Alisaard acercó las cartas.
—Podemos pasar por aquí. Es un bloque de roca que el mar ha erosionado. Nos protegerá de los géiseres. Una vez hayamos pasado, tendremos que maniobrar entre los riscos, pero el agua, según las cartas, es más fría allí. Por lo visto, en el risco de Morandi Pag hay una pequeña bahía. Hemos de llegar a ella antes de ser aplastados contra las paredes rocosas. Creo que es nuestra única posibilidad. También podemos volver a Adelstane y decirles que hemos fracasado. Esperaremos a que Sharadim se presente con su ejército. ¿Qué hacemos?
Ya había respondido a su propia pregunta. Seguiríamos adelante. Sin esperar nuestra aprobación, se puso la carta entre los dientes, cogió con una mano el timón y con la otra las botavaras, y lanzó el barco hacia el calor rugiente e inestable.
Apenas me di cuenta de lo que sucedió en aquellos breves minutos en que Alisaard condujo nuestra embarcación. Tuve la impresión de que olas salvajes y peligrosas nos sacudían de un lado a otro mientras cabalgábamos sobre ellas, de que rocas afiladas pasaban a un milímetro del casco, de que el viento rasgaba la vela y de que Alisaard entonaba una extraña y ululante canción, sin dejar de guiar la embarcación rumbo al risco.
La negra boca del túnel excavado por las aguas apareció a la vista y nos engulló al instante. El mar nos increpó con retumbantes alaridos. El barco arañó primero una pared y después la otra. El canto de Alisaard no enmudeció. Era una hermosa canción, una canción desafiante, un reto a todo el multiverso.
Y de pronto nos hallamos en una nueva corriente, arrastrados fuera del túnel hacia la torre rocosa de Morandi Pag. Levanté la vista. Parecía que una lente cósmica concentrara el intenso sol. Su haz más potente iluminaba de lleno el palacio blanco, revelando partes completamente destruidas.
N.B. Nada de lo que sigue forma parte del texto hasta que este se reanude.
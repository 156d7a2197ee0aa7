//! Aggregation of shapes into a single compound handle

use glam::{DAffine3, DVec3};
use uuid::Uuid;

use crate::mesh::MeshSolid;
use crate::shape::{KernelError, KernelResult, Shape, ShapeKind};

/// Several shapes held together as one handle
#[derive(Debug, Clone)]
pub struct Compound<S> {
    id: Uuid,
    children: Vec<S>,
}

impl<S: Shape> Compound<S> {
    pub fn id(&self) -> Uuid {
        self.id
    }

    /// Shapes making up this compound, in input order
    pub fn children(&self) -> &[S] {
        &self.children
    }

    pub fn len(&self) -> usize {
        self.children.len()
    }

    pub fn is_empty(&self) -> bool {
        self.children.is_empty()
    }
}

impl Compound<MeshSolid> {
    /// Bounding box enclosing every child
    pub fn bounding_box(&self) -> Option<(DVec3, DVec3)> {
        self.children
            .iter()
            .filter_map(MeshSolid::bounding_box)
            .reduce(|(amin, amax), (bmin, bmax)| (amin.min(bmin), amax.max(bmax)))
    }
}

impl<S: Shape> Shape for Compound<S> {
    fn kind(&self) -> ShapeKind {
        ShapeKind::Compound
    }

    fn is_valid(&self) -> bool {
        self.children.iter().all(Shape::is_valid)
    }

    fn transformed(&self, transform: &DAffine3) -> Self {
        Self {
            id: self.id,
            children: self.children.iter().map(|c| c.transformed(transform)).collect(),
        }
    }
}

/// Combine solids into a single compound
///
/// Every input must be a valid solid (or compound of solids). The inputs are
/// cloned into the result and left untouched.
pub fn compound<S: Shape>(shapes: &[S]) -> KernelResult<Compound<S>> {
    for (index, shape) in shapes.iter().enumerate() {
        let kind = shape.kind();
        if !kind.is_solid_like() {
            tracing::error!(index, %kind, "Refusing to compound a non-solid shape");
            return Err(KernelError::InvalidShape { index, kind });
        }
        if !shape.is_valid() {
            tracing::error!(index, "Refusing to compound an invalid shape");
            return Err(KernelError::EmptyShape { index });
        }
    }

    tracing::debug!(count = shapes.len(), "Building compound");
    Ok(Compound {
        id: Uuid::new_v4(),
        children: shapes.to_vec(),
    })
}
//! Graph operations for Assembly (linking parts)

use mate_kernel::Shape;

use super::{Assembly, AssemblyError, AssemblyResult, Constraint, Link};
use crate::part::Part;

impl<S: Shape> Assembly<S> {
    /// Constrain `slave` to `master`, registering either part if unseen
    ///
    /// Parts are identified by id; a part already in the assembly keeps its
    /// stored pose. Returns the index of the new link.
    pub fn link(
        &mut self,
        master: &Part<S>,
        slave: &Part<S>,
        constraint: Constraint,
    ) -> AssemblyResult<usize> {
        let slave_id = slave.id();
        if slave_id == self.root {
            return Err(AssemblyError::RootConstrained(slave_id));
        }
        if self.master.contains_key(&slave_id) {
            return Err(AssemblyError::AlreadyConstrained(slave_id));
        }

        master.anchor(&constraint.master_anchor)?;
        slave.anchor(&constraint.slave_anchor)?;

        self.register(master);
        self.register(slave);

        let index = self.links.len();
        tracing::debug!(
            assembly = %self.name,
            master = master.name(),
            master_anchor = %constraint.master_anchor,
            slave = slave.name(),
            slave_anchor = %constraint.slave_anchor,
            "Linked parts"
        );
        self.links.push(Link {
            master: master.id(),
            slave: slave_id,
            constraint,
        });
        self.master.insert(slave_id, index);
        self.slaves.entry(master.id()).or_default().push(index);

        Ok(index)
    }

    fn register(&mut self, part: &Part<S>) {
        if !self.parts.contains_key(&part.id()) {
            self.order.push(part.id());
            self.parts.insert(part.id(), part.clone());
        }
    }
}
Me puse furioso. Descargué mi puño contra el costado del barco.
—Nos hemos arriesgado para nada. Morandi Pag está muerto. ¡Hace años que nadie vive en este lugar!
Alisaard no me hizo caso. Dirigió el oscilante barco hacia el risco con la misma delicada precisión. Y, de pronto, vimos un remanso de aguas calmas, rodeado de altas paredes, con una angosta entrada. Hacia ella encaminó Alisaard nuestro barco. Nos detuvimos en aquel pequeño enclave de tranquilidad. El barco se meció suavemente contra la pared del puerto. Al otro lado de ésta se oía el rugido del agua y el estruendo de los géiseres, pero de forma atenuada, como desde una gran distancia. Alisaard terminó su canción. Se puso de pie y rió.